Output Knowledge Created
This message, combined with the pacer rewrite in <msg id=3587>, created:
- A stable dispatch loop that can recover from pipeline drains without human intervention. The re-bootstrap check ensures that if the pipeline ever empties (due to batch boundaries, memory pressure, or other disruptions), the pacer automatically re-enters bootstrap mode and refills it.

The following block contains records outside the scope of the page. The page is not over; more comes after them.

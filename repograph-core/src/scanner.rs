//! Input discovery using the `ignore` crate.
//!
//! Only files directly inside the input directory are considered; hidden
//! files are skipped and `.gitignore` rules are not applied.

use ignore::WalkBuilder;
use std::path::{Path, PathBuf};

use crate::error::{GraphError, Result};

/// Default extension of source files.
pub const DEFAULT_EXTENSION: &str = "csv";

/// List the source files in `dir` whose extension matches `extension`.
///
/// Extension matching ignores ASCII case and an optional leading dot.
/// The result is sorted by path. A `dir` that does not exist has no sources;
/// a path that exists but is not a directory is an error.
pub fn discover_sources(dir: &Path, extension: &str) -> Result<Vec<PathBuf>> {
    if !dir.exists() {
        tracing::warn!(dir = %dir.display(), "Input directory does not exist");
        return Ok(Vec::new());
    }
    if !dir.is_dir() {
        return Err(GraphError::NotADirectory {
            path: dir.to_path_buf(),
        });
    }

    let wanted = extension.trim_start_matches('.');

    let mut builder = WalkBuilder::new(dir);
    builder
        .standard_filters(false)
        .hidden(true) // Skip dotfiles
        .follow_links(true)
        .max_depth(Some(1));

    let mut sources = Vec::new();
    for entry in builder.build() {
        let entry = entry.map_err(|e| GraphError::Scan {
            path: dir.to_path_buf(),
            message: e.to_string(),
        })?;

        if !entry.file_type().map(|ft| ft.is_file()).unwrap_or(false) {
            continue;
        }

        let matches = entry
            .path()
            .extension()
            .and_then(|e| e.to_str())
            .map(|e| e.eq_ignore_ascii_case(wanted))
            .unwrap_or(false);

        if matches {
            sources.push(entry.into_path());
        }
    }

    sources.sort();
    tracing::debug!(dir = %dir.display(), count = sources.len(), "Discovered sources");
    Ok(sources)
}
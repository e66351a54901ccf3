//! Configuration loading from `.repographrc.toml`.
//!
//! Configuration is optional - repograph uses the standard input extension
//! and table names if no config file exists. Command-line flags override
//! anything set here.
//!
//! # Example Configuration
//!
//! ```toml
//! [input]
//! extension = "csv"
//!
//! [output]
//! users = "users.csv"
//! repos = "repos.csv"
//! memberships = "memberships.csv"
//! ownerships = "ownerships.csv"
//! format = "table"
//! color = true
//! ```

use anyhow::{Context, Result};
use repograph_core::{OutputLayout, DEFAULT_EXTENSION};
use serde::Deserialize;
use std::path::Path;

/// Name of the config file looked up in the working directory.
pub const CONFIG_FILE_NAME: &str = ".repographrc.toml";

/// Root configuration structure loaded from `.repographrc.toml`.
#[derive(Debug, Deserialize, Default)]
#[serde(deny_unknown_fields)]
pub struct RepographConfig {
    /// Source discovery settings.
    #[serde(default)]
    pub input: InputSettings,

    /// Output table names and console preferences.
    #[serde(default)]
    pub output: OutputSettings,
}

/// Source discovery settings.
#[derive(Debug, Deserialize, Default)]
#[serde(deny_unknown_fields)]
pub struct InputSettings {
    /// Extension of source files, without the dot.
    ///
    /// Default: `csv`
    #[serde(default)]
    pub extension: Option<String>,
}

/// Output settings.
///
/// Table names are relative to the output directory.
#[derive(Debug, Deserialize, Default)]
#[serde(deny_unknown_fields)]
pub struct OutputSettings {
    #[serde(default)]
    pub users: Option<String>,
    #[serde(default)]
    pub repos: Option<String>,
    #[serde(default)]
    pub memberships: Option<String>,
    #[serde(default)]
    pub ownerships: Option<String>,

    /// Default summary format: `table` or `json`.
    #[serde(default)]
    pub format: Option<String>,

    /// Whether to use colored output.
    ///
    /// Defaults to auto-detection when unset.
    #[serde(default)]
    pub color: Option<bool>,
}

impl RepographConfig {
    /// Load configuration from `path`.
    ///
    /// A missing file yields defaults. A file that cannot be read or parsed
    /// is an error when `strict` is set; otherwise it is logged as a
    /// warning and defaults are used.
    pub fn load(path: &Path, strict: bool) -> Result<Self> {
        if !path.exists() {
            return Ok(Self::default());
        }

        match Self::read(path) {
            Ok(config) => {
                tracing::debug!(path = %path.display(), "Loaded config");
                Ok(config)
            }
            Err(e) if strict => Err(e),
            Err(e) => {
                tracing::warn!("{:#}", e);
                Ok(Self::default())
            }
        }
    }

    fn read(path: &Path) -> Result<Self> {
        let content = std::fs::read_to_string(path)
            .with_context(|| format!("Failed to read {}", path.display()))?;
        toml::from_str(&content).with_context(|| format!("Failed to parse {}", path.display()))
    }

    /// Source file extension, defaulting to `csv`.
    pub fn extension(&self) -> &str {
        self.input.extension.as_deref().unwrap_or(DEFAULT_EXTENSION)
    }

    /// Output table names, with defaults for anything not configured.
    pub fn layout(&self) -> OutputLayout {
        let defaults = OutputLayout::default();
        let out = &self.output;
        OutputLayout {
            users: out.users.clone().unwrap_or(defaults.users),
            repos: out.repos.clone().unwrap_or(defaults.repos),
            memberships: out.memberships.clone().unwrap_or(defaults.memberships),
            ownerships: out.ownerships.clone().unwrap_or(defaults.ownerships),
        }
    }

    pub fn default_format(&self) -> Option<&str> {
        self.output.format.as_deref()
    }

    pub fn use_color(&self) -> Option<bool> {
        self.output.color
    }
}
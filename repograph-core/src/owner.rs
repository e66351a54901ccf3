//! Ownership derivation from `owner/name` repository identifiers.

use thiserror::Error;

/// Character separating the owner from the repository name.
pub const SEPARATOR: char = '/';

/// Why a repository identifier has no derivable owner.
#[derive(Error, Debug, Clone, Copy, PartialEq, Eq)]
pub enum OwnerError {
    /// Value begins with the separator, so the owner component is empty.
    #[error("repo_name starts with /")]
    LeadingSeparator,

    /// Value contains no separator at all.
    #[error("repo_name has no / separator")]
    MissingSeparator,

    /// Value contains more than one separator.
    #[error("repo_name has more than one / separator")]
    ExtraSeparator,
}

/// Return the owner component of `repo`.
///
/// `"alice/widgets"` yields `"alice"`. A trailing separator (`"alice/"`) is
/// accepted since the owner is still non-empty.
///
/// # Errors
///
/// Returns an [`OwnerError`] when the value does not contain exactly one
/// separator preceded by a non-empty owner.
pub fn parse_owner(repo: &str) -> Result<&str, OwnerError> {
    if repo.starts_with(SEPARATOR) {
        return Err(OwnerError::LeadingSeparator);
    }

    let (owner, rest) = repo
        .split_once(SEPARATOR)
        .ok_or(OwnerError::MissingSeparator)?;

    if rest.contains(SEPARATOR) {
        return Err(OwnerError::ExtraSeparator);
    }

    Ok(owner)
}
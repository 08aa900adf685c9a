// Genesis block generator - CLI

mod cli;

use clap::Parser;
use genesis_core::{GenesisBlock, HashBackends, Result};

use crate::cli::{announce_found_genesis, print_block_info, Cli};

fn main() {
    env_logger::Builder::from_env(env_logger::Env::default().default_filter_or("info")).init();

    let cli = Cli::parse();

    if let Err(e) = run(&cli) {
        eprintln!("Error: {}", e);
        std::process::exit(1);
    }
}

fn run(cli: &Cli) -> Result<()> {
    let config = cli.to_config()?.resolve()?;

    // No X-family backends ship with this binary
    let genesis = GenesisBlock::build(config, &HashBackends::new())?;

    if !cli.json {
        print_block_info(&genesis.report(None));
    }

    let result = genesis.mine()?;
    let report = genesis.report(Some(&result));

    if cli.json {
        println!("{}", serde_json::to_string_pretty(&report)?);
    } else if let Some(solution) = &report.solution {
        announce_found_genesis(solution);
    }

    Ok(())
}
//! Proof-of-work algorithm selection and per-algorithm defaults.

use core::str::FromStr;

use crate::error::GenesisError;

/// Default compact bits for double-SHA256 chains (difficulty 1).
pub const SHA256D_DEFAULT_BITS: u32 = 0x1d00ffff;

/// Default compact bits for scrypt and the X-family.
pub const MEMORY_HARD_DEFAULT_BITS: u32 = 0x1e0ffff0;

/// Proof-of-work algorithm used to hash the block header.
#[derive(Debug, Clone, Copy, PartialEq, Eq, Hash, Default)]
pub enum Algorithm {
    /// SHA256(SHA256(header))
    #[default]
    Sha256d,
    /// scrypt with N=1024, r=1, p=1
    Scrypt,
    /// X11 chained hash (external backend)
    X11,
    /// X13 chained hash (external backend)
    X13,
    /// X15 chained hash (external backend)
    X15,
}

impl Algorithm {
    /// All supported algorithms.
    pub const ALL: [Algorithm; 5] = [
        Algorithm::Sha256d,
        Algorithm::Scrypt,
        Algorithm::X11,
        Algorithm::X13,
        Algorithm::X15,
    ];

    /// Compact bits used when the configuration does not supply any.
    pub fn default_bits(&self) -> u32 {
        match self {
            Algorithm::Sha256d => SHA256D_DEFAULT_BITS,
            Algorithm::Scrypt | Algorithm::X11 | Algorithm::X13 | Algorithm::X15 => {
                MEMORY_HARD_DEFAULT_BITS
            }
        }
    }

    /// Get the algorithm name as used on the command line.
    pub fn name(&self) -> &'static str {
        match self {
            Algorithm::Sha256d => "SHA256",
            Algorithm::Scrypt => "scrypt",
            Algorithm::X11 => "X11",
            Algorithm::X13 => "X13",
            Algorithm::X15 => "X15",
        }
    }
}

impl FromStr for Algorithm {
    type Err = GenesisError;

    fn from_str(s: &str) -> Result<Self, Self::Err> {
        match s.to_lowercase().as_str() {
            "sha256" | "sha256d" => Ok(Algorithm::Sha256d),
            "scrypt" => Ok(Algorithm::Scrypt),
            "x11" => Ok(Algorithm::X11),
            "x13" => Ok(Algorithm::X13),
            "x15" => Ok(Algorithm::X15),
            _ => Err(GenesisError::UnsupportedAlgorithm(s.to_string())),
        }
    }
}

impl core::fmt::Display for Algorithm {
    fn fmt(&self, f: &mut core::fmt::Formatter<'_>) -> core::fmt::Result {
        write!(f, "{}", self.name())
    }
}

#[cfg(test)]
mod tests {
    use super::*;

    #[test]
    fn test_default_bits() {
        assert_eq!(Algorithm::Sha256d.default_bits(), 0x1d00ffff);
        for algorithm in [Algorithm::Scrypt, Algorithm::X11, Algorithm::X13, Algorithm::X15] {
            assert_eq!(algorithm.default_bits(), 0x1e0ffff0, "{algorithm}");
        }
    }

    #[test]
    fn test_algorithm_from_str() {
        assert_eq!("SHA256".parse::<Algorithm>().unwrap(), Algorithm::Sha256d);
        assert_eq!("sha256d".parse::<Algorithm>().unwrap(), Algorithm::Sha256d);
        assert_eq!("scrypt".parse::<Algorithm>().unwrap(), Algorithm::Scrypt);
        assert_eq!("x13".parse::<Algorithm>().unwrap(), Algorithm::X13);
        assert!(matches!(
            "blake2".parse::<Algorithm>(),
            Err(GenesisError::UnsupportedAlgorithm(name)) if name == "blake2"
        ));
    }

    #[test]
    fn test_name_roundtrip() {
        for algorithm in Algorithm::ALL {
            assert_eq!(algorithm.name().parse::<Algorithm>().unwrap(), algorithm);
        }
    }
}
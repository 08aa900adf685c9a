//! Nonce search over a genesis header.
//!
//! [`Miner`] walks a nonce range one step at a time, rewriting only the
//! trailing nonce bytes of its header buffer. [`mine_parallel`] splits the
//! nonce space into disjoint ranges and races one miner per worker.

use core::fmt;
use core::ops::RangeInclusive;
use std::time::Instant;

use log::info;
use primitive_types::U256;

use crate::block::HeaderBuf;
use crate::difficulty::hash_meets_target;
use crate::error::{GenesisError, Result};
use crate::hash::{Digests, HashEngine};

/// A throughput report is produced whenever `nonce % REPORT_INTERVAL == REPORT_INTERVAL - 1`.
pub const REPORT_INTERVAL: u32 = 1_000_000;

/// Size of the full 32-bit nonce space.
pub const NONCE_SPACE: u64 = 1 << 32;

const UNITS: &[&str] = &["H/s", "kH/s", "MH/s", "GH/s", "TH/s", "PH/s"];

/// Hashes per second, formatted with SI prefixes.
#[derive(Debug, Clone, Copy, PartialEq, PartialOrd)]
pub struct HashRate(pub f64);

impl fmt::Display for HashRate {
    fn fmt(&self, f: &mut fmt::Formatter<'_>) -> fmt::Result {
        let mut rate = self.0;
        let mut unit = 0;
        while rate >= 1000.0 && unit < UNITS.len() - 1 {
            rate /= 1000.0;
            unit += 1;
        }
        write!(f, "{:.2} {}", rate, UNITS[unit])
    }
}

/// Periodic throughput observation. Has no effect on the search.
#[derive(Debug, Clone, Copy, PartialEq)]
pub struct HashRateReport {
    /// Nonce at which the report was taken.
    pub nonce: u32,
    /// Hash rate since the previous report.
    pub hash_rate: HashRate,
    /// Hours needed to try every nonce of the search space at this rate.
    pub estimated_hours: f64,
}

impl HashRateReport {
    fn new(nonce: u32, hashes: u64, elapsed_secs: f64, space: u64) -> Self {
        let rate = hashes as f64 / elapsed_secs.max(1e-9);
        HashRateReport {
            nonce,
            hash_rate: HashRate(rate),
            estimated_hours: space as f64 / rate / 3600.0,
        }
    }
}

impl fmt::Display for HashRateReport {
    fn fmt(&self, f: &mut fmt::Formatter<'_>) -> fmt::Result {
        write!(f, "{}, estimate: {:.1} h", self.hash_rate, self.estimated_hours)
    }
}

#[derive(Debug)]
struct ThroughputMeter {
    last_report: Instant,
    hashes_since: u64,
    space: u64,
}

impl ThroughputMeter {
    fn new(space: u64) -> Self {
        ThroughputMeter {
            last_report: Instant::now(),
            hashes_since: 0,
            space,
        }
    }

    fn observe(&mut self, nonce: u32) -> Option<HashRateReport> {
        self.hashes_since += 1;
        if nonce % REPORT_INTERVAL != REPORT_INTERVAL - 1 {
            return None;
        }

        let now = Instant::now();
        let elapsed = now.duration_since(self.last_report).as_secs_f64();
        let report = HashRateReport::new(nonce, self.hashes_since, elapsed, self.space);
        self.last_report = now;
        self.hashes_since = 0;
        Some(report)
    }
}

/// A header whose proof-of-work digest satisfies the target.
#[derive(Debug, Clone, Copy, PartialEq, Eq)]
pub struct MiningResult {
    /// The winning nonce.
    pub nonce: u32,
    /// The header with the winning nonce in place.
    pub header: HeaderBuf,
    /// Block hash and proof-of-work digest (display order).
    pub digests: Digests,
    /// The digest reported as the genesis hash (display order).
    pub winning_hash: [u8; 32],
    /// Number of hashes computed to find it.
    pub hashes: u64,
}

/// Search state.
#[derive(Debug, Clone, Copy, PartialEq, Eq)]
pub enum MinerState {
    /// The next nonce to try.
    Searching { nonce: u32 },
    /// Terminal.
    Found(MiningResult),
}

/// Sequential nonce search over an owned header buffer.
#[derive(Debug)]
pub struct Miner {
    engine: HashEngine,
    target: U256,
    header: HeaderBuf,
    range: RangeInclusive<u32>,
    state: MinerState,
    hashes: u64,
    meter: ThroughputMeter,
}

impl Miner {
    /// Search from `start_nonce` up to `u32::MAX`.
    ///
    /// Throughput estimates cover the full 32-bit nonce space.
    pub fn new(engine: HashEngine, header: HeaderBuf, target: U256, start_nonce: u32) -> Self {
        Self::build(engine, header, target, start_nonce..=u32::MAX, NONCE_SPACE)
    }

    /// Search only the given nonce range.
    ///
    /// Throughput estimates cover this range only.
    pub fn with_range(
        engine: HashEngine,
        header: HeaderBuf,
        target: U256,
        range: RangeInclusive<u32>,
    ) -> Self {
        let space = if range.is_empty() {
            0
        } else {
            u64::from(*range.end() - *range.start()) + 1
        };
        Self::build(engine, header, target, range, space)
    }

    fn build(
        engine: HashEngine,
        header: HeaderBuf,
        target: U256,
        range: RangeInclusive<u32>,
        space: u64,
    ) -> Self {
        Miner {
            engine,
            target,
            header,
            state: MinerState::Searching { nonce: *range.start() },
            range,
            hashes: 0,
            meter: ThroughputMeter::new(space),
        }
    }

    /// Current search state.
    pub fn state(&self) -> &MinerState {
        &self.state
    }

    /// Number of hashes computed so far.
    pub fn hashes(&self) -> u64 {
        self.hashes
    }

    /// Try one nonce.
    ///
    /// Returns a throughput report when one is due. Once the state is
    /// `Found` further calls do nothing. Trying the last nonce of the range
    /// without success, or stepping an empty range, fails with
    /// [`GenesisError::NonceSpaceExhausted`].
    pub fn step(&mut self) -> Result<Option<HashRateReport>> {
        let nonce = match self.state {
            MinerState::Searching { nonce } => nonce,
            MinerState::Found(_) => return Ok(None),
        };
        if self.range.is_empty() {
            return Err(GenesisError::NonceSpaceExhausted {
                start: *self.range.start(),
            });
        }

        self.header.set_nonce(nonce);
        let digests = self.engine.digest(self.header.as_bytes())?;
        self.hashes += 1;
        let report = self.meter.observe(nonce);

        if hash_meets_target(&digests.pow, &self.target) {
            self.state = MinerState::Found(MiningResult {
                nonce,
                header: self.header,
                digests,
                winning_hash: digests.winning(self.engine.algorithm()),
                hashes: self.hashes,
            });
        } else if nonce >= *self.range.end() {
            return Err(GenesisError::NonceSpaceExhausted {
                start: *self.range.start(),
            });
        } else {
            self.state = MinerState::Searching { nonce: nonce + 1 };
        }

        Ok(report)
    }

    /// Search until a nonce is found, logging throughput reports.
    pub fn run(self) -> Result<MiningResult> {
        self.run_with(|report| info!("{report}"))
    }

    /// Search until a nonce is found, passing throughput reports to `observer`.
    pub fn run_with(mut self, mut observer: impl FnMut(&HashRateReport)) -> Result<MiningResult> {
        loop {
            if let MinerState::Found(result) = self.state {
                return Ok(result);
            }
            if let Some(report) = self.step()? {
                observer(&report);
            }
        }
    }
}

/// Split `[start, u32::MAX]` into at most `workers` disjoint contiguous ranges.
pub fn partition_nonces(start: u32, workers: usize) -> Vec<RangeInclusive<u32>> {
    let span = u64::from(u32::MAX - start) + 1;
    let workers = (workers.max(1) as u64).min(span);
    let chunk = span.div_ceil(workers);

    (0..workers)
        .map(|i| u64::from(start) + i * chunk)
        .take_while(|lo| *lo <= u64::from(u32::MAX))
        .map(|lo| {
            let hi = (lo + chunk - 1).min(u64::from(u32::MAX));
            lo as u32..=hi as u32
        })
        .collect()
}

#[cfg(feature = "parallel")]
pub use parallel::mine_parallel;

#[cfg(feature = "parallel")]
mod parallel {
    use std::sync::atomic::{AtomicBool, AtomicU64, Ordering};

    use log::debug;
    use rayon::prelude::*;

    use super::*;

    /// Nonces a worker tries between checks of the shared found-flag.
    const CANCEL_CHECK_INTERVAL: u64 = 4096;

    /// Search with `workers` threads, each owning a disjoint nonce range.
    ///
    /// The first worker to succeed raises a shared flag and the others stop
    /// at their next check. Which worker wins is not deterministic.
    pub fn mine_parallel(
        engine: &HashEngine,
        header: HeaderBuf,
        target: U256,
        start_nonce: u32,
        workers: usize,
    ) -> Result<MiningResult> {
        if workers <= 1 {
            return Miner::new(engine.clone(), header, target, start_nonce).run();
        }

        let ranges = partition_nonces(start_nonce, workers);
        info!("Searching with {} workers", ranges.len());

        let pool = rayon::ThreadPoolBuilder::new()
            .num_threads(ranges.len())
            .thread_name(|index| format!("genesis-miner-{index}"))
            .build()
            .map_err(|e| GenesisError::WorkerPool(e.to_string()))?;

        let found = AtomicBool::new(false);
        let total_hashes = AtomicU64::new(0);

        let outcome = pool.install(|| {
            ranges
                .into_par_iter()
                .enumerate()
                .map(|(worker, range)| {
                    search_range(engine, header, target, range, worker, &found, &total_hashes)
                })
                .find_map_any(|outcome| match outcome {
                    Ok(Some(result)) => Some(Ok(result)),
                    Ok(None) => None,
                    Err(err) => Some(Err(err)),
                })
        });

        match outcome {
            Some(Ok(mut result)) => {
                result.hashes = total_hashes.load(Ordering::Relaxed);
                Ok(result)
            }
            Some(Err(err)) => Err(err),
            None => Err(GenesisError::NonceSpaceExhausted { start: start_nonce }),
        }
    }

    fn search_range(
        engine: &HashEngine,
        header: HeaderBuf,
        target: U256,
        range: RangeInclusive<u32>,
        worker: usize,
        found: &AtomicBool,
        total_hashes: &AtomicU64,
    ) -> Result<Option<MiningResult>> {
        debug!("worker {worker}: nonces {}..={}", range.start(), range.end());

        let mut miner = Miner::with_range(engine.clone(), header, target, range);
        let outcome = loop {
            if miner.hashes() % CANCEL_CHECK_INTERVAL == 0 && found.load(Ordering::Relaxed) {
                break Ok(None);
            }
            match miner.step() {
                Ok(Some(report)) => info!("worker {worker}: {report}"),
                Ok(None) => {}
                Err(GenesisError::NonceSpaceExhausted { .. }) => break Ok(None),
                Err(err) => {
                    found.store(true, Ordering::Relaxed);
                    break Err(err);
                }
            }
            if let MinerState::Found(result) = miner.state() {
                found.store(true, Ordering::Relaxed);
                break Ok(Some(*result));
            }
        };

        total_hashes.fetch_add(miner.hashes(), Ordering::Relaxed);
        outcome
    }
}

- Simplified pacing logic with only two modes (bootstrap and normal) instead of three (bootstrap, normal, capped). This reduces cognitive load and eliminates the positive-feedback instability that plagued the previous design.
- A deployable binary (
synthcap3) that the team could test in production. The edit was immediately followed by compilation, Docker build, and deployment to the remote server at141.0.85.211. - The foundation for further PI tuning. The re-bootstrap logic and simplified loop were the canvas on which the assistant painted the PI parameter adjustments (pitune1-pitune4) later in the chunk. Without a clean loop structure, those tuning changes would have been much harder to reason about.
Conclusion
Message <msg id=3590> is a study in how the most consequential edits are often the most terse. Three lines of text conceal a carefully-considered integration of a redesigned pacer into a live dispatch loop. The edit reflects hours of debugging, three diagnosed root causes, a complete pacer rewrite, and a bet that the PI controller and memory budget can replace a broken synthesis cap. The re-bootstrap check it adds is the safety net that prevents the pipeline from staying empty after a drain. While later refinements would tune the PI parameters and add a max_parallel_synthesis cap, the structural foundation laid in this message — a clean, two-mode dispatch loop with automatic re-bootstrap — remained stable through the rest of the session. It is the kind of edit that looks trivial in isolation but is impossible without deep understanding of the system's failure modes.